Below are some records. Return exactly the lines from the one containing "to the ally." through the one containing "How the storm ended.", both included, and only those.
━━ THE INPUT
// Native `yt-dlp` binary backend
//
// Faster to start than the Python module and needs no interpreter, but
// somewhat more likely to trip YouTube's bot wall.

use async_trait::async_trait;
use std::process::Command as StdCommand;

use crate::downloader::errors::DownloadError;
use crate::downloader::models::{ChannelEntry, DownloadSettings, VideoDetails};
use crate::downloader::utils::run_output_with_timeout;

use super::invocation;
use super::traits::{ExtractorConfig, MediaBackend};

/// Find the yt-dlp binary in common install locations, then PATH.
pub fn locate_binary() -> Option<String> {
    let common_paths = [
        "/opt/homebrew/bin/yt-dlp",
        "/usr/local/bin/yt-dlp",
        "/usr/bin/yt-dlp",
    ];

    for path in common_paths {
        if std::path::Path::new(path).exists() {
            return Some(path.to_string());
        }
    }

    if let Ok(output) = StdCommand::new("which").arg("yt-dlp").output() {
        if output.status.success() {
            if let Ok(path) = String::from_utf8(output.stdout) {
                let trimmed = path.trim();
                if !trimmed.is_empty() {
                    return Some(trimmed.to_string());
                }
            }
        }
    }

    None
}

pub struct CliBackend {
    ytdlp_path: String,
}

impl CliBackend {
    pub fn new() -> Self {
        Self {
            ytdlp_path: locate_binary().unwrap_or_else(|| "yt-dlp".to_string()),
        }
    }

    pub fn version(&self) -> Option<String> {
        match StdCommand::new(&self.ytdlp_path).arg("--version").output() {
            Ok(out) if out.status.success() => {
                Some(String::from_utf8_lossy(&out.stdout).trim().to_string())
            }
            _ => None,
        }
    }
}

impl Default for CliBackend {
    fn default() -> Self {
        Self::new()
    }
}

#[async_trait]
impl MediaBackend for CliBackend {
    fn name(&self) -> &'static str {
        "yt-dlp-cli"
    }

    fn is_available(&self) -> bool {
        self.version().is_some()
    }

    async fn list_channel(
        &self,
        channel_url: &str,
        config: &ExtractorConfig,
    ) -> Result<Vec<ChannelEntry>, DownloadError> {
        let args = invocation::flat_list_args(channel_url, config);
        let output = run_output_with_timeout(
            &self.ytdlp_path,
            args,
            config.request_deadline_secs(),
        )
        .await
        .map_err(DownloadError::from)?;

        if !output.status.success() {
            let stderr = String::from_utf8_lossy(&output.stderr);
            return Err(stderr.to_string().into());
        }

        invocation::parse_flat_channel(&output.stdout)
    }

    async fn fetch_details(
        &self,
        url: &str,
        config: &ExtractorConfig,
    ) -> Result<VideoDetails, DownloadError> {
        let args = invocation::details_args(url, config);
        let output = run_output_with_timeout(
            &self.ytdlp_path,
            args,
            config.request_deadline_secs(),
        )
        .await
        .map_err(DownloadError::from)?;

        if !output.status.success() {
            let stderr = String::from_utf8_lossy(&output.stderr);
            return Err(stderr.to_string().into());
        }

        invocation::parse_details(&output.stdout)
    }

    async fn download(
        &self,
        url: &str,
        settings: &DownloadSettings,
        config: &ExtractorConfig,
    ) -> Result<(), DownloadError> {
        let args = invocation::download_args(url, settings, config);
        invocation::run_streaming(&self.ytdlp_path, args).await
    }
}
// Python-module backend - runs `python3 -m yt_dlp`
//
// Preferred for YouTube: the module path historically survives the bot wall
// longer than the standalone binary.

use async_trait::async_trait;
use std::process::Command as StdCommand;

use crate::downloader::errors::DownloadError;
use crate::downloader::models::{ChannelEntry, DownloadSettings, VideoDetails};
use crate::downloader::utils::run_output_with_timeout;

use super::invocation;
use super::traits::{ExtractorConfig, MediaBackend};

/// Python interpreter to use. Overridable (e.g. a venv) to avoid Homebrew
/// PEP 668 limitations: `export YTDLP_PYTHON="/path/to/venv/bin/python"`
pub fn interpreter() -> String {
    std::env::var("YTDLP_PYTHON").unwrap_or_else(|_| "python3".to_string())
}

/// Quick `import yt_dlp` probe; avoids noisy stderr when the module is
/// missing.
pub fn has_module() -> bool {
    match StdCommand::new(interpreter())
        .args(["-c", "import yt_dlp"])
        .output()
    {
        Ok(out) => out.status.success(),
        Err(_) => false,
    }
}

pub struct PythonBackend {
    python: String,
}

impl PythonBackend {
    pub fn new() -> Self {
        Self {
            python: interpreter(),
        }
    }

    fn module_args(&self, tail: Vec<String>) -> Vec<String> {
        let mut args = vec!["-m".to_string(), "yt_dlp".to_string()];
        args.extend(tail);
        args
    }
}

impl Default for PythonBackend {
    fn default() -> Self {
        Self::new()
    }
}

#[async_trait]
impl MediaBackend for PythonBackend {
    fn name(&self) -> &'static str {
        "yt-dlp-python"
    }

    fn is_available(&self) -> bool {
        has_module()
    }

    async fn list_channel(
        &self,
        channel_url: &str,
        config: &ExtractorConfig,
    ) -> Result<Vec<ChannelEntry>, DownloadError> {
        let args = self.module_args(invocation::flat_list_args(channel_url, config));
        let output = run_output_with_timeout(&self.python, args, config.request_deadline_secs())
            .await
            .map_err(DownloadError::from)?;

        if !output.status.success() {
            let stderr = String::from_utf8_lossy(&output.stderr);
            return Err(stderr.to_string().into());
        }

        invocation::parse_flat_channel(&output.stdout)
    }

    async fn fetch_details(
        &self,
        url: &str,
        config: &ExtractorConfig,
    ) -> Result<VideoDetails, DownloadError> {
        let args = self.module_args(invocation::details_args(url, config));
        let output = run_output_with_timeout(&self.python, args, config.request_deadline_secs())
            .await
            .map_err(DownloadError::from)?;

        if !output.status.success() {
            let stderr = String::from_utf8_lossy(&output.stderr);
            return Err(stderr.to_string().into());
        }

        invocation::parse_details(&output.stdout)
    }

    async fn download(
        &self,
        url: &str,
        settings: &DownloadSettings,
        config: &ExtractorConfig,
    ) -> Result<(), DownloadError> {
        let args = self.module_args(invocation::download_args(url, settings, config));
        invocation::run_streaming(&self.python, args).await
    }
}
/// Events broadcast by the level after processing commands.
#[derive(Clone, Debug, PartialEq)]
pub enum Event {
    /// Announces that the level started from the provided checkpoint.
    LevelStarted {
        /// Checkpoint the level resumed from.
        checkpoint: CheckpointId,
    },
    /// Announces a phase transition.
    PhaseChanged {
        /// Phase active before the transition.
        from: LevelPhase,
        /// Phase active after the transition.
        to: LevelPhase,
    },
    /// Confirms the player avatar was moved.
    PlayerPlaced {
        /// Position the avatar now occupies.
        position: Vec3,
    },
    /// Confirms the player avatar regained health.
    PlayerHealed {
        /// Health restored by the heal.
        amount: f32,
        /// Health held after the heal.
        health: f32,
    },
    /// Reports storm damage applied to the player avatar.
    PlayerDamaged {
        /// Damage applied this frame.
        amount: f32,
        /// Health held after the damage.
        health: f32,
    },
    /// Confirms that an allied companion was created.
    AllySpawned {
        /// Identifier assigned to the ally.
        ally: AllyId,
        /// Position the ally appears at.
        position: Vec3,
    },
    /// Announces that a district's wave began.
    WaveStarted {
        /// District fielding the wave.
        district: DistrictId,
        /// Number of enemies planned for the wave.
        planned: u32,
    },
    /// Confirms that an enemy was created.
    EnemySpawned {
        /// Identifier assigned to the enemy.
        enemy: EnemyId,
        /// District the enemy belongs to.
        district: DistrictId,
        /// Position the enemy appears at.
        position: Vec3,
    },
    /// Reports that a spawn request was refused.
    SpawnRejected {
        /// District the spawn was requested for.
        district: DistrictId,
        /// Reason the request was refused.
        reason: SpawnRejection,
    },
    /// Confirms that a defeated enemy was counted.
    EnemyDefeated {
        /// Enemy that was counted.
        enemy: EnemyId,
        /// District the enemy belonged to.
        district: DistrictId,
    },
    /// Requests that the adapter remove an enemy without counting a kill.
    EnemyDespawned {
        /// Enemy that left the level.
        enemy: EnemyId,
    },
    /// Announces that every allotted enemy of a district was defeated.
    DistrictCleared {
        /// District that was cleared.
        district: DistrictId,
    },
    /// Confirms that progress was persisted.
    CheckpointSaved {
        /// Checkpoint that became current.
        checkpoint: CheckpointId,
    },
    /// Confirms that persisted progress was removed.
    CheckpointCleared,
    /// Announces that the storm started shrinking.
    StormStarted {
        /// Center of the safe zone.
        center: Vec3,
        /// Initial safe-zone radius.
        radius: f32,
    },
    /// Announces that the storm reached its final radius.
    StormFinalCountdownStarted,
    /// Reports the whole seconds left in the final countdown.
    StormCountdown {
        /// Seconds remaining, rounded up.
        remaining_seconds: u32,
    },
    /// Announces that the storm ended.
    StormEnded {
        /// How the storm ended.
        reason: StormEndReason,
    },
    /// Requests that the adapter load the rescue target asset.
    RescueTargetRequested {
        /// Position the target should be placed at.
        position: Vec3,
    },
    /// Confirms that the rescue target is present in the level.
    RescueTargetPlaced {
        /// Position of the target.
        position: Vec3,
    },
    /// Reports that the rescue target could not be loaded.
    RescueTargetLoadFailed,
    /// Confirms that the captive was freed.
    RescueReleased,
    /// Requests that the presenter display a message.
    MessageShown {
        /// Message contents.
        text: String,
        /// How long the message stays visible.
        duration: Duration,
    },
    /// Requests that the presenter play the victory celebration.
    CelebrationShown,
    /// Announces that the level reached its terminal phase.
    LevelCompleted,
    /// Requests that the level manager load the next level.
    NextLevelRequested,
    /// Confirms that every level resource was released.
    LevelDisposed,
    /// Reports that a command was refused without changing state.
    TransitionRejected {
        /// Reason the command was refused.
        reason: TransitionError,
    },
}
━━━━
— FINISHED TASK —
        /// Identifier assigned to the ally.
        ally: AllyId,
        /// Position the ally appears at.
        position: Vec3,
    },
    /// Announces that a district's wave began.
    WaveStarted {
        /// District fielding the wave.
        district: DistrictId,
        /// Number of enemies planned for the wave.
        planned: u32,
    },
    /// Confirms that an enemy was created.
    EnemySpawned {
        /// Identifier assigned to the enemy.
        enemy: EnemyId,
        /// District the enemy belongs to.
        district: DistrictId,
        /// Position the enemy appears at.
        position: Vec3,
    },
    /// Reports that a spawn request was refused.
    SpawnRejected {
        /// District the spawn was requested for.
        district: DistrictId,
        /// Reason the request was refused.
        reason: SpawnRejection,
    },
    /// Confirms that a defeated enemy was counted.
    EnemyDefeated {
        /// Enemy that was counted.
        enemy: EnemyId,
        /// District the enemy belonged to.
        district: DistrictId,
    },
    /// Requests that the adapter remove an enemy without counting a kill.
    EnemyDespawned {
        /// Enemy that left the level.
        enemy: EnemyId,
    },
    /// Announces that every allotted enemy of a district was defeated.
    DistrictCleared {
        /// District that was cleared.
        district: DistrictId,
    },
    /// Confirms that progress was persisted.
    CheckpointSaved {
        /// Checkpoint that became current.
        checkpoint: CheckpointId,
    },
    /// Confirms that persisted progress was removed.
    CheckpointCleared,
    /// Announces that the storm started shrinking.
    StormStarted {
        /// Center of the safe zone.
        center: Vec3,
        /// Initial safe-zone radius.
        radius: f32,
    },
    /// Announces that the storm reached its final radius.
    StormFinalCountdownStarted,
    /// Reports the whole seconds left in the final countdown.
    StormCountdown {
        /// Seconds remaining, rounded up.
        remaining_seconds: u32,
    },
    /// Announces that the storm ended.
    StormEnded {
        /// How the storm ended.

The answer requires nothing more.